Set down every entry once more, exactly as it appears.

[Stored items]
-- Opening Marker --

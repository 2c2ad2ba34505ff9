// 목적:
// - 코어 오류를 HTTP 응답으로 변환한다.
//
// 설명:
// - 실패 단계(stage)와 상세 메시지를 함께 내려 저장소 장애와 스코어러 장애를 구분할 수 있게 한다.
// - 입력 오류는 400, 결과 없음은 404, 스코어러 장애는 502, 저장소 연결 장애는 503이다.
//
// 디자인 패턴:
// - 어댑터(Adapter).
//
// 참조:
// - src_rs/core/errors.rs

use axum::extract::rejection::{PathRejection, QueryRejection};
use axum::http::StatusCode;
use axum::response::{IntoResponse, Response};
use axum::Json;
use serde::Serialize;

use crate::core::errors::CoreError;

#[derive(Debug, Serialize)]
pub struct ErrorBody {
    pub stage: &'static str,
    pub detail: String,
}

#[derive(Debug)]
pub struct ApiError(pub CoreError);

impl From<CoreError> for ApiError {
    fn from(error: CoreError) -> Self {
        Self(error)
    }
}

// 쿼리/경로 파라미터 파싱 실패도 같은 오류 본문으로 내린다.
impl From<QueryRejection> for ApiError {
    fn from(rejection: QueryRejection) -> Self {
        Self(CoreError::InvalidArgument(format!(
            "쿼리 파라미터가 올바르지 않습니다: {}",
            rejection.body_text()
        )))
    }
}

impl From<PathRejection> for ApiError {
    fn from(rejection: PathRejection) -> Self {
        Self(CoreError::InvalidArgument(format!(
            "경로 파라미터가 올바르지 않습니다: {}",
            rejection.body_text()
        )))
    }
}

pub fn status_for(error: &CoreError) -> StatusCode {
    match error {
        CoreError::InvalidArgument(_) => StatusCode::BAD_REQUEST,
        CoreError::NoMatch | CoreError::NotFound(_) => StatusCode::NOT_FOUND,
        CoreError::Scorer(_) => StatusCode::BAD_GATEWAY,
        CoreError::StoreUnavailable(_) => StatusCode::SERVICE_UNAVAILABLE,
        CoreError::InvalidConfig(_)
        | CoreError::StoreQuery(_)
        | CoreError::SchemaMismatch { .. }
        | CoreError::Runtime(_) => StatusCode::INTERNAL_SERVER_ERROR,
    }
}

impl IntoResponse for ApiError {
    fn into_response(self) -> Response {
        let status = status_for(&self.0);
        let stage = self.0.stage();
        if status.is_server_error() {
            tracing::error!(stage, error = %self.0, "요청 처리 실패");
        } else {
            tracing::debug!(stage, error = %self.0, "요청 거부");
        }

        let body = ErrorBody {
            stage,
            detail: self.0.to_string(),
        };
        (status, Json(body)).into_response()
    }
}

-- Closing Marker --

Answer to this exercise →
repository 2c2ad2ba34505ff9
// 목적:
// - 코어 오류를 HTTP 응답으로 변환한다.
//
// 설명:
// - 실패 단계(stage)와 상세 메시지를 함께 내려 저장소 장애와 스코어러 장애를 구분할 수 있게 한다.
// - 입력 오류는 400, 결과 없음은 404, 스코어러 장애는 502, 저장소 연결 장애는 503이다.
//
// 디자인 패턴:
// - 어댑터(Adapter).
//
// 참조:
// - src_rs/core/errors.rs

use axum::extract::rejection::{PathRejection, QueryRejection};
use axum::http::StatusCode;
use axum::response::{IntoResponse, Response};
use axum::Json;
use serde::Serialize;

use crate::core::errors::CoreError;

#[derive(Debug, Serialize)]
pub struct ErrorBody {
    pub stage: &'static str,
    pub detail: String,
}

#[derive(Debug)]
pub struct ApiError(pub CoreError);

impl From<CoreError> for ApiError {
    fn from(error: CoreError) -> Self {
        Self(error)
    }
}

// 쿼리/경로 파라미터 파싱 실패도 같은 오류 본문으로 내린다.
impl From<QueryRejection> for ApiError {
    fn from(rejection: QueryRejection) -> Self {
        Self(CoreError::InvalidArgument(format!(
            "쿼리 파라미터가 올바르지 않습니다: {}",
            rejection.body_text()
        )))
    }
}

impl From<PathRejection> for ApiError {
    fn from(rejection: PathRejection) -> Self {
        Self(CoreError::InvalidArgument(format!(
            "경로 파라미터가 올바르지 않습니다: {}",
            rejection.body_text()
        )))
    }
}

pub fn status_for(error: &CoreError) -> StatusCode {
    match error {
        CoreError::InvalidArgument(_) => StatusCode::BAD_REQUEST,
        CoreError::NoMatch | CoreError::NotFound(_) => StatusCode::NOT_FOUND,
        CoreError::Scorer(_) => StatusCode::BAD_GATEWAY,
        CoreError::StoreUnavailable(_) => StatusCode::SERVICE_UNAVAILABLE,
        CoreError::InvalidConfig(_)
        | CoreError::StoreQuery(_)
        | CoreError::SchemaMismatch { .. }
        | CoreError::Runtime(_) => StatusCode::INTERNAL_SERVER_ERROR,
    }
}

impl IntoResponse for ApiError {
    fn into_response(self) -> Response {
        let status = status_for(&self.0);
        let stage = self.0.stage();
        if status.is_server_error() {
            tracing::error!(stage, error = %self.0, "요청 처리 실패");
        } else {
            tracing::debug!(stage, error = %self.0, "요청 거부");
        }

        let body = ErrorBody {
            stage,
            detail: self.0.to_string(),
        };
        (status, Json(body)).into_response()
    }
}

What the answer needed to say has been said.